La dirigente social jujeña cumplió cuatro años presa (desde el 16 de enero de 2016) por corrupción y dice que no se arrepiente de haber trabajado por los pobres. «Somos rehenes de la política opositora», dijo. La líder de la Organización Tupac Amaru, aseguró que «volvería a hacer» todo lo que hizo a nivel social. “La gente está esperando que los dirigentes le resuelvan los problemas», aseguró en una entrevista con el diario Página/12 en la que defendió su inocencia. Sala fue condenada en 2019 a 13 años de prisión por defraudación al Estado, asociación ilícita y extorsión en el marco de una resonante causa conocida como «Pibes Villeros».

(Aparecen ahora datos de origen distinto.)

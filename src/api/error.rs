use thiserror::Error;

pub type Result<T> = std::result::Result<T, ApiError>;

#[derive(Debug, Error)]
pub enum ApiError {
    #[error("network error: {0}")]
    Network(#[from] reqwest::Error),

    #[error("API error (status {status}): {body}")]
    Status { status: u16, body: String },

    #[error("parse error: {0}")]
    Parse(#[from] serde_json::Error),

    #[error("not found: {0}")]
    NotFound(String),
}
//! Shared constants used across the application.

/// User agent sent with every outbound request.
pub const USER_AGENT: &str = concat!("likes-archiver/", env!("CARGO_PKG_VERSION"));

/// Extension used for downloaded files whose URL carried none.
pub const UNKNOWN_EXTENSION: &str = "unk";

/// How long to wait after a 429 when the API sends no reset time.
pub const RATE_LIMIT_FALLBACK_SECS: u64 = 60;
use std::time::Duration;

use async_trait::async_trait;
use chrono::Utc;
use reqwest::{Client, Response, StatusCode};
use serde::de::DeserializeOwned;
use tracing::{debug, warn};

use super::error::{ApiError, Result};
use super::types::{LikedPostsPage, UserLookup, UserResponse};
use super::LikesApi;
use crate::config::Config;
use crate::constants::{RATE_LIMIT_FALLBACK_SECS, USER_AGENT};
use crate::db::NewAuthor;

/// Client for the v2 users and liked-posts endpoints.
#[derive(Debug, Clone)]
pub struct XApiClient {
    client: Client,
    base_url: String,
    bearer_token: String,
    user_access_token: Option<String>,
    page_size: u32,
}

impl XApiClient {
    /// Build a client from the application configuration.
    ///
    /// # Errors
    ///
    /// Returns an error if the HTTP client cannot be constructed.
    pub fn new(config: &Config) -> Result<Self> {
        let client = Client::builder()
            .timeout(config.http_timeout)
            .user_agent(USER_AGENT)
            .build()?;

        Ok(Self {
            client,
            base_url: config.api_base_url.trim_end_matches('/').to_string(),
            bearer_token: config.bearer_token.clone(),
            user_access_token: config.user_access_token.clone(),
            page_size: config.page_size,
        })
    }

    /// Token to use for requests about `target`.
    fn token_for(&self, target: &NewAuthor) -> &str {
        if target.protected {
            if let Some(token) = &self.user_access_token {
                return token;
            }
            warn!(
                username = %target.username,
                "Target account is protected but USER_ACCESS_TOKEN is not set"
            );
        }
        &self.bearer_token
    }

    /// GET `path` and decode the JSON body, waiting out rate limits.
    async fn get_json<T: DeserializeOwned>(
        &self,
        path: &str,
        query: &[(&str, String)],
        token: &str,
    ) -> Result<T> {
        let url = format!("{}{path}", self.base_url);
        loop {
            let response = self
                .client
                .get(&url)
                .bearer_auth(token)
                .query(query)
                .send()
                .await?;

            let status = response.status();
            if status == StatusCode::TOO_MANY_REQUESTS {
                let wait = rate_limit_wait(&response);
                warn!(path, wait_secs = wait.as_secs(), "Rate limited, waiting for reset");
                tokio::time::sleep(wait).await;
                continue;
            }

            if !status.is_success() {
                let body = response.text().await.unwrap_or_default();
                return Err(ApiError::Status {
                    status: status.as_u16(),
                    body,
                });
            }

            let body = response.text().await?;
            return Ok(serde_json::from_str(&body)?);
        }
    }
}

/// How long to sleep after a 429, from the `x-rate-limit-reset` epoch header.
fn rate_limit_wait(response: &Response) -> Duration {
    let reset = response
        .headers()
        .get("x-rate-limit-reset")
        .and_then(|v| v.to_str().ok())
        .and_then(|v| v.parse::<i64>().ok());

    match reset {
        Some(reset) => {
            let secs = (reset - Utc::now().timestamp()).max(0).unsigned_abs();
            Duration::from_secs(secs + 1)
        }
        None => Duration::from_secs(RATE_LIMIT_FALLBACK_SECS),
    }
}

#[async_trait]
impl LikesApi for XApiClient {
    async fn get_user(&self, lookup: &UserLookup) -> Result<NewAuthor> {
        let path = match lookup {
            UserLookup::Id(id) => format!("/2/users/{id}"),
            UserLookup::Username(name) => format!("/2/users/by/username/{name}"),
        };
        let query = [("user.fields", "protected,name".to_string())];

        let response: UserResponse = self.get_json(&path, &query, &self.bearer_token).await?;
        match response.data {
            Some(user) => {
                debug!(user_id = user.id, username = %user.username, "Fetched user");
                Ok(user.into())
            }
            None => {
                let detail = response
                    .errors
                    .first()
                    .map_or_else(|| format!("user {lookup}"), super::types::ApiProblem::describe);
                Err(ApiError::NotFound(detail))
            }
        }
    }

    async fn get_liked_posts(
        &self,
        target: &NewAuthor,
        pagination_token: Option<&str>,
    ) -> Result<LikedPostsPage> {
        let path = format!("/2/users/{}/liked_tweets", target.id);
        let mut query = vec![
            ("expansions", "attachments.media_keys".to_string()),
            ("media.fields", "url".to_string()),
            ("tweet.fields", "author_id,created_at".to_string()),
            ("max_results", self.page_size.to_string()),
        ];
        if let Some(token) = pagination_token {
            query.push(("pagination_token", token.to_string()));
        }

        self.get_json(&path, &query, self.token_for(target)).await
    }
}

Durante el proceso se investigó el desvío de fondos estatales por más de $60 millones, cobrados por cooperativas para construir viviendas sociales, entre 2011 y 2015, las cuales nunca se realizaron. Para la justicia, la dirigente social era la jefa de esta asociación ilícita, que con la ayuda de funcionarios provinciales y municipales de Jujuy operaban para extraer dineros de programas habitacionales nacionales, los cuales «fueron utilizados con otros fines».

Para parte del peronismo, Sala es una «presa política», mientras que el propio presidente Alberto Fernández la definió recientemente como una «detenida arbitraria» y una «víctima» de la Justicia.

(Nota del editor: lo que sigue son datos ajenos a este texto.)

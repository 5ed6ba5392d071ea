//! Downloads media rows that are still pending.

use std::path::{Path, PathBuf};
use std::time::Duration;

use anyhow::{Context, Result};
use tokio::io::AsyncWriteExt;
use tracing::{debug, error, info, warn};

use crate::constants::UNKNOWN_EXTENSION;
use crate::crawler::politeness_delay;
use crate::db::{Media, RecordStore};
use crate::media::MediaFetcher;

/// Counts from one reconcile pass.
#[derive(Debug, Clone, Copy, Default, PartialEq, Eq)]
pub struct ReconcileSummary {
    pub pending: usize,
    pub downloaded: usize,
    /// Non-2xx responses; left pending.
    pub skipped_status: usize,
    /// Media whose post is missing from the store; left pending.
    pub skipped_orphan: usize,
    /// Transport, filesystem or store errors; left pending.
    pub failed: usize,
}

enum ItemOutcome {
    Downloaded(PathBuf),
    BadStatus(u16),
    MissingPost,
}

/// Turns pending media rows into files under `media_dir`.
pub struct ImageReconciler<F, R> {
    fetcher: F,
    store: R,
    media_dir: PathBuf,
    request_interval: Duration,
}

impl<F: MediaFetcher, R: RecordStore> ImageReconciler<F, R> {
    #[must_use]
    pub fn new(fetcher: F, store: R, media_dir: PathBuf, request_interval: Duration) -> Self {
        Self {
            fetcher,
            store,
            media_dir,
            request_interval,
        }
    }

    /// Download every pending media row once.
    ///
    /// A failing item is logged and left pending; the pass carries on.
    ///
    /// # Errors
    ///
    /// Returns an error if the media directory cannot be created or the
    /// pending rows cannot be listed.
    pub async fn run(&self) -> Result<ReconcileSummary> {
        tokio::fs::create_dir_all(&self.media_dir)
            .await
            .with_context(|| {
                format!(
                    "Failed to create media directory: {}",
                    self.media_dir.display()
                )
            })?;

        let pending = self.store.find_pending_media().await?;
        info!(count = pending.len(), "Started image download");

        let mut summary = ReconcileSummary {
            pending: pending.len(),
            ..ReconcileSummary::default()
        };

        for media in &pending {
            match self.reconcile_one(media).await {
                Ok(ItemOutcome::Downloaded(path)) => {
                    summary.downloaded += 1;
                    debug!(url = %media.url, path = %path.display(), "Downloaded");
                }
                Ok(ItemOutcome::BadStatus(status)) => {
                    summary.skipped_status += 1;
                    error!(url = %media.url, status, "Unexpected response status");
                }
                Ok(ItemOutcome::MissingPost) => {
                    summary.skipped_orphan += 1;
                    error!(media_id = media.id, post_id = media.post_id, "Media references a missing post");
                }
                Err(e) => {
                    summary.failed += 1;
                    error!(url = %media.url, "Failed to download media: {e:#}");
                }
            }
        }

        info!(
            downloaded = summary.downloaded,
            skipped = summary.skipped_status + summary.skipped_orphan,
            failed = summary.failed,
            "Finished image download"
        );
        Ok(summary)
    }

    async fn reconcile_one(&self, media: &Media) -> Result<ItemOutcome> {
        politeness_delay(self.request_interval).await;
        let response = self.fetcher.get(&media.url).await?;
        if !response.is_success() {
            return Ok(ItemOutcome::BadStatus(response.status));
        }

        let Some(post) = self.store.find_post(media.post_id).await? else {
            return Ok(ItemOutcome::MissingPost);
        };

        // Write before marking: a crash in between leaves the row pending.
        let path = write_new_file(&self.media_dir, post.id, media.ext.as_deref(), &response.body)
            .await?;

        let path_str = path.to_string_lossy();
        if !self.store.mark_media_downloaded(media.id, &path_str).await? {
            warn!(media_id = media.id, "Media was already marked downloaded");
        }

        Ok(ItemOutcome::Downloaded(path))
    }
}

/// File name for the `sequence`-th file of a post.
#[must_use]
pub fn media_filename(post_id: i64, sequence: u32, ext: Option<&str>) -> String {
    format!("{post_id}_{sequence}.{}", ext.unwrap_or(UNKNOWN_EXTENSION))
}

/// Write `body` to the first free `{post_id}_{n}.{ext}` in `dir`, n from 1.
///
/// Existing files are never overwritten.
async fn write_new_file(dir: &Path, post_id: i64, ext: Option<&str>, body: &[u8]) -> Result<PathBuf> {
    let mut sequence = 1;
    loop {
        let path = dir.join(media_filename(post_id, sequence, ext));
        let opened = tokio::fs::OpenOptions::new()
            .write(true)
            .create_new(true)
            .open(&path)
            .await;

        match opened {
            Ok(mut file) => {
                file.write_all(body)
                    .await
                    .with_context(|| format!("Failed to write {}", path.display()))?;
                file.sync_all()
                    .await
                    .with_context(|| format!("Failed to sync {}", path.display()))?;
                return Ok(path);
            }
            Err(e) if e.kind() == std::io::ErrorKind::AlreadyExists => {
                sequence += 1;
            }
            Err(e) => {
                return Err(anyhow::Error::new(e))
                    .context(format!("Failed to create {}", path.display()));
            }
        }
    }
}

#[cfg(test)]
mod tests {
    use super::*;
    use tempfile::TempDir;

    #[test]
    fn test_media_filename() {
        assert_eq!(media_filename(42, 1, Some("jpg")), "42_1.jpg");
        assert_eq!(media_filename(42, 3, Some("png")), "42_3.png");
        assert_eq!(media_filename(7, 1, None), "7_1.unk");
    }

    #[tokio::test]
    async fn test_write_new_file_skips_existing() {
        let dir = TempDir::new().unwrap();
        std::fs::write(dir.path().join("42_1.jpg"), b"first").unwrap();

        let path = write_new_file(dir.path(), 42, Some("jpg"), b"second")
            .await
            .unwrap();

        assert_eq!(path, dir.path().join("42_2.jpg"));
        assert_eq!(std::fs::read(dir.path().join("42_1.jpg")).unwrap(), b"first");
        assert_eq!(std::fs::read(&path).unwrap(), b"second");
    }

    #[tokio::test]
    async fn test_write_new_file_fills_first_gap() {
        let dir = TempDir::new().unwrap();
        std::fs::write(dir.path().join("9_1.unk"), b"a").unwrap();
        std::fs::write(dir.path().join("9_2.unk"), b"b").unwrap();

        let path = write_new_file(dir.path(), 9, None, b"c").await.unwrap();
        assert_eq!(path, dir.path().join("9_3.unk"));
    }
}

«De lo que sí por ahí me arrepiento, aunque arrepentimiento es una palabra fuerte, es de haberle dedicado tanto tiempo a la organización y poco a la familia. Porque mis hijos también se dedicaron a militar y quizá nos juntábamos un domingo cada 20 días y una familia normal lo hace un poquito más», confesó.

«Estar en la cárcel es horrible», relató durante la entrevista, y denunció: «Me aislaban a menudo y cuando yo preguntaba por qué me decían que era porque yo defendía a mis compañeros y en la cárcel los códigos son distintos».

«Lo peor de estos cuatro años es que me trataron como un objeto. Y saber que pasan cosas afuera que no podés solucionar desde adentro. Los que te quieren no quieren que te enteres, pero te enterás igual», contó. Sala, que intentó suicidarse dos veces cuando estaba presa, dijo que le gustaría «que se termine la agonía y la de mis compañeros también».

«Somos rehenes de la política opositora», asegura. «Tengo mucho dolor. Nunca me imaginé que me iban a tratar tan mal injustamente. Y lo que aprendí es que hay que reforzar la preparación de mis compañeros. Nunca nos hemos sentado a formar cuadros políticamente porque la prioridad siempre era hacer cosas«. Milagro Sala reconoce que no sabe por qué la «odia» el gobernador de Jujuy, Gerardo Morales, pero que “dentro de mi corazón, ya lo he perdonado». «Es digno de lástima», asegura. «Vivo un hostigamiento permanente por parte del gobernador. Lo único bueno que nos pasó estos cuatro años es que Morales por un lado descuida y niega las obras que hicimos y por otro se dedica a inaugurarlas como propias. Se contradice: o no hicimos nada o hicimos todo lo que él está inaugurando». (fuente www.perfil.com).